But Rep. Howard L. Berman of Valley Village, the committee’s top Democrat, said in an interview Friday that since he rejoined the panel in the spring, “there is a lot more going on” within the committee than people realize, but that he couldn’t publicly discuss it. And despite the committee’s paralysis for much of 2005, Berman said, “As slow and as torturous as the process appears to be, the fact is if you look at the last 20 years, a number of careers have been ended by virtue of committee actions.”

The panel, known officially as the Committee on Standards of Official Conduct, operates largely in secret. On Friday, committee officials declined any comment, including on whom they planned to summon to the committee’s meeting room in the Capitol Hill basement, though it is expected to interview House GOP leaders and perhaps Foley and former pages.

The investigative subcommittee will be made up of committee Chairman Doc Hastings (R-Wash.), Berman and Reps. Judy Biggert (R-Ill.) and Stephanie Tubbs Jones (D-Ohio). Anyone summoned before the committee may be represented by an attorney and invoke the Fifth Amendment right against self-incrimination.

The committee, the only one in the House evenly divided between Republicans and Democrats, was paralyzed for more than a year. Rep. Alan B. Mollohan of West Virginia stepped down earlier this year as the top Democrat after his conduct came under scrutiny, and ethics watchdogs had new hope for the committee after Berman was named as his replacement.
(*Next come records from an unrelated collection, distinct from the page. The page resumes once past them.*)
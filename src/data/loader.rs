use std::fmt;
use std::path::Path;

use arrow::array::Array;
use arrow::util::display::array_value_to_string;
use parquet::arrow::arrow_reader::ParquetRecordBatchReaderBuilder;
use serde_json::Value as JsonValue;

use super::model::{
    CustomerDataset, CustomerRecord, AGE, BALANCE, CREDIT_SCORE, ESTIMATED_SALARY, EXITED,
    GENDER, GEOGRAPHY, IS_ACTIVE_MEMBER, NUM_OF_PRODUCTS, REQUIRED_COLUMNS, TENURE,
};
use crate::error::{DashboardError, Result};

/// Cell spellings treated as a missing value (the pandas defaults that occur in practice).
const MISSING_TOKENS: &[&str] = &[
    "", "NA", "N/A", "n/a", "NaN", "nan", "-NaN", "-nan", "null", "NULL", "None", "#N/A",
];

// ---------------------------------------------------------------------------
// Public entry-point
// ---------------------------------------------------------------------------

/// Load a customer dataset from a file. Dispatch by extension.
///
/// Supported formats:
/// * `.csv`     – header row, one customer per line (recommended)
/// * `.json`    – `[{ "Geography": "France", "Age": 42, ... }, ...]`
/// * `.parquet` – flat columns named like the CSV header
///
/// Rows holding a missing or infinite value in any column are dropped whole.
pub fn load_file(path: &Path) -> Result<CustomerDataset> {
    let ext = path
        .extension()
        .and_then(|e| e.to_str())
        .unwrap_or("")
        .to_ascii_lowercase();

    let dataset = match ext.as_str() {
        "csv" => load_csv(path),
        "json" => load_json(path),
        "parquet" | "pq" => load_parquet(path),
        other => Err(DashboardError::unavailable(
            path,
            format!("unsupported file extension: .{other}"),
        )),
    }?;

    log::info!(
        "Loaded {} customers from {} ({} rows dropped)",
        dataset.len(),
        path.display(),
        dataset.dropped_rows
    );
    Ok(dataset)
}

// ---------------------------------------------------------------------------
// Row cleaning shared by every format
// ---------------------------------------------------------------------------

#[derive(Debug, Clone, Copy, PartialEq, Eq)]
enum RejectKind {
    Missing,
    Infinite,
    Unparseable,
}

/// Why a row was dropped: the first offending column.
#[derive(Debug, Clone, PartialEq, Eq)]
struct Rejection {
    column: String,
    kind: RejectKind,
}

impl fmt::Display for Rejection {
    fn fmt(&self, f: &mut fmt::Formatter<'_>) -> fmt::Result {
        let what = match self.kind {
            RejectKind::Missing => "missing",
            RejectKind::Infinite => "infinite",
            RejectKind::Unparseable => "unparseable",
        };
        write!(f, "{what} value in '{}'", self.column)
    }
}

/// Maps required columns to their position in the source header and
/// turns raw cells into records.
struct RowCleaner {
    columns: Vec<String>,
    /// Position of each entry of `REQUIRED_COLUMNS`.
    positions: [usize; REQUIRED_COLUMNS.len()],
    records: Vec<CustomerRecord>,
    dropped: usize,
}

impl RowCleaner {
    fn new(path: &Path, columns: Vec<String>) -> Result<Self> {
        if columns.is_empty() {
            return Err(DashboardError::unavailable(path, "no header row"));
        }

        let mut positions = [0usize; REQUIRED_COLUMNS.len()];
        let mut missing = Vec::new();
        for (slot, name) in positions.iter_mut().zip(REQUIRED_COLUMNS) {
            match columns.iter().position(|c| c == name) {
                Some(i) => *slot = i,
                None => missing.push(name.to_string()),
            }
        }
        if !missing.is_empty() {
            return Err(DashboardError::SchemaMismatch {
                path: path.to_path_buf(),
                missing,
            });
        }

        Ok(Self {
            columns,
            positions,
            records: Vec::new(),
            dropped: 0,
        })
    }

    /// Feed one row of cells, aligned with `columns`; `None` is a null cell.
    fn push<S: AsRef<str>>(&mut self, row_no: usize, cells: &[Option<S>]) {
        match self.parse(cells) {
            Ok(record) => self.records.push(record),
            Err(rejection) => {
                log::debug!("Dropping row {row_no}: {rejection}");
                self.dropped += 1;
            }
        }
    }

    fn finish(self) -> CustomerDataset {
        CustomerDataset::from_records(self.records, self.dropped)
    }

    fn parse<S: AsRef<str>>(&self, cells: &[Option<S>]) -> std::result::Result<CustomerRecord, Rejection> {
        // Any missing cell rejects the row, required or not.
        for (i, column) in self.columns.iter().enumerate() {
            let cell = cells.get(i).and_then(|c| c.as_ref()).map(|c| c.as_ref().trim());
            match cell {
                None => return Err(reject(column, RejectKind::Missing)),
                Some(s) if MISSING_TOKENS.contains(&s) => {
                    return Err(reject(column, RejectKind::Missing));
                }
                Some(s) if is_infinite(s) => {
                    return Err(reject(column, RejectKind::Infinite));
                }
                Some(_) => {}
            }
        }

        let [geography, age, credit_score, tenure, balance, products, salary, gender, active, exited] =
            self.positions.map(|i| {
                cells
                    .get(i)
                    .and_then(|c| c.as_ref())
                    .map(|c| c.as_ref().trim())
                    .unwrap_or("")
            });

        Ok(CustomerRecord {
            geography: geography.to_string(),
            gender: gender.to_string(),
            age: parse_int(AGE, age)?,
            credit_score: parse_int(CREDIT_SCORE, credit_score)?,
            tenure: parse_float(TENURE, tenure)?,
            balance: parse_float(BALANCE, balance)?,
            num_of_products: parse_int(NUM_OF_PRODUCTS, products)?,
            estimated_salary: parse_float(ESTIMATED_SALARY, salary)?,
            is_active_member: parse_flag(IS_ACTIVE_MEMBER, active)?,
            exited: parse_flag(EXITED, exited)?,
        })
    }
}

fn reject(column: &str, kind: RejectKind) -> Rejection {
    Rejection {
        column: column.to_string(),
        kind,
    }
}

/// Any spelling `f64` parses to an infinity, overflowing literals such as `1e999` included.
fn is_infinite(s: &str) -> bool {
    s.parse::<f64>().is_ok_and(f64::is_infinite)
}

fn parse_float(column: &str, s: &str) -> std::result::Result<f64, Rejection> {
    let v = s
        .parse::<f64>()
        .map_err(|_| reject(column, RejectKind::Unparseable))?;
    if v.is_nan() {
        return Err(reject(column, RejectKind::Missing));
    }
    if v.is_infinite() {
        return Err(reject(column, RejectKind::Infinite));
    }
    Ok(v)
}

/// Integers also arrive as integral floats (`42.0`) from pandas exports.
fn parse_int(column: &str, s: &str) -> std::result::Result<i64, Rejection> {
    if let Ok(i) = s.parse::<i64>() {
        return Ok(i);
    }
    let v = parse_float(column, s)?;
    if v.fract() != 0.0 || v.abs() > i64::MAX as f64 {
        return Err(reject(column, RejectKind::Unparseable));
    }
    Ok(v as i64)
}

fn parse_flag(column: &str, s: &str) -> std::result::Result<bool, Rejection> {
    if s.eq_ignore_ascii_case("true") {
        return Ok(true);
    }
    if s.eq_ignore_ascii_case("false") {
        return Ok(false);
    }
    match parse_int(column, s)? {
        0 => Ok(false),
        1 => Ok(true),
        _ => Err(reject(column, RejectKind::Unparseable)),
    }
}

// ---------------------------------------------------------------------------
// CSV loader
// ---------------------------------------------------------------------------

/// Short rows are padded with missing cells and dropped by the cleaner;
/// a row longer than the header is a structural error.
fn load_csv(path: &Path) -> Result<CustomerDataset> {
    let mut reader = csv::ReaderBuilder::new()
        .flexible(true)
        .from_path(path)
        .map_err(|e| DashboardError::unavailable(path, e))?;
    let headers: Vec<String> = reader
        .headers()
        .map_err(|e| DashboardError::unavailable(path, format!("reading header: {e}")))?
        .iter()
        .map(|h| h.trim().to_string())
        .collect();
    let headers = if headers.iter().all(String::is_empty) {
        Vec::new()
    } else {
        headers
    };

    let width = headers.len();
    let mut cleaner = RowCleaner::new(path, headers)?;

    for (row_no, result) in reader.records().enumerate() {
        let record = result
            .map_err(|e| DashboardError::unavailable(path, format!("CSV row {row_no}: {e}")))?;
        if record.len() > width {
            return Err(DashboardError::unavailable(
                path,
                format!("CSV row {row_no}: {} fields, header has {width}", record.len()),
            ));
        }
        let cells: Vec<Option<&str>> = record.iter().map(Some).collect();
        cleaner.push(row_no, &cells);
    }

    Ok(cleaner.finish())
}

// ---------------------------------------------------------------------------
// JSON loader
// ---------------------------------------------------------------------------

/// Expected JSON schema (records-oriented, the default `df.to_json(orient='records')`):
///
/// ```json
/// [
///   { "Geography": "France", "Age": 42, "CreditScore": 619, "Exited": 1, ... },
///   ...
/// ]
/// ```
///
/// The column set is the union of keys over all objects; a key absent
/// from one object is a missing cell for that row.
fn load_json(path: &Path) -> Result<CustomerDataset> {
    let text = std::fs::read_to_string(path).map_err(|e| DashboardError::unavailable(path, e))?;
    let root: JsonValue = serde_json::from_str(&text)
        .map_err(|e| DashboardError::unavailable(path, format!("parsing JSON: {e}")))?;

    let rows = root
        .as_array()
        .ok_or_else(|| DashboardError::unavailable(path, "expected top-level JSON array"))?;

    let mut objects = Vec::with_capacity(rows.len());
    let mut columns: Vec<String> = Vec::new();
    for (i, row) in rows.iter().enumerate() {
        let obj = row.as_object().ok_or_else(|| {
            DashboardError::unavailable(path, format!("row {i} is not a JSON object"))
        })?;
        for key in obj.keys() {
            if !columns.contains(key) {
                columns.push(key.clone());
            }
        }
        objects.push(obj);
    }

    let mut cleaner = RowCleaner::new(path, columns.clone())?;
    for (row_no, obj) in objects.into_iter().enumerate() {
        let cells: Vec<Option<String>> = columns
            .iter()
            .map(|c| obj.get(c).and_then(json_to_cell))
            .collect();
        cleaner.push(row_no, &cells);
    }

    Ok(cleaner.finish())
}

fn json_to_cell(val: &JsonValue) -> Option<String> {
    match val {
        JsonValue::Null => None,
        JsonValue::String(s) => Some(s.clone()),
        JsonValue::Bool(b) => Some(b.to_string()),
        JsonValue::Number(n) => Some(n.to_string()),
        other => Some(other.to_string()),
    }
}

// ---------------------------------------------------------------------------
// Parquet loader
// ---------------------------------------------------------------------------

/// Load a Parquet file with one flat column per CSV header entry.
///
/// Works with files written by both **Pandas** (`df.to_parquet()`) and
/// **Polars** (`df.write_parquet()`); nulls and NaN are missing cells.
fn load_parquet(path: &Path) -> Result<CustomerDataset> {
    let file = std::fs::File::open(path).map_err(|e| DashboardError::unavailable(path, e))?;
    let builder = ParquetRecordBatchReaderBuilder::try_new(file)
        .map_err(|e| DashboardError::unavailable(path, format!("reading parquet metadata: {e}")))?;

    let columns: Vec<String> = builder
        .schema()
        .fields()
        .iter()
        .map(|f| f.name().clone())
        .collect();
    let mut cleaner = RowCleaner::new(path, columns)?;

    let reader = builder
        .build()
        .map_err(|e| DashboardError::unavailable(path, format!("building parquet reader: {e}")))?;

    let mut row_no = 0usize;
    for batch_result in reader {
        let batch = batch_result
            .map_err(|e| DashboardError::unavailable(path, format!("reading record batch: {e}")))?;

        for row in 0..batch.num_rows() {
            let cells: Vec<Option<String>> = batch
                .columns()
                .iter()
                .map(|col| {
                    if col.is_null(row) {
                        None
                    } else {
                        array_value_to_string(col, row).ok()
                    }
                })
                .collect();
            cleaner.push(row_no, &cells);
            row_no += 1;
        }
    }

    Ok(cleaner.finish())
}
It was an “honor I could have done without,” Berman quipped at the time.

The committee in May launched investigations into the activities of Reps. Bob Ney (R-Ohio) and William J. Jefferson (D-La.), and into whether other House members were involved in the dealings of now-imprisoned former Rep. Randy “Duke” Cunningham (R-Rancho Santa Fe). None of those probes have yet resulted in public reports.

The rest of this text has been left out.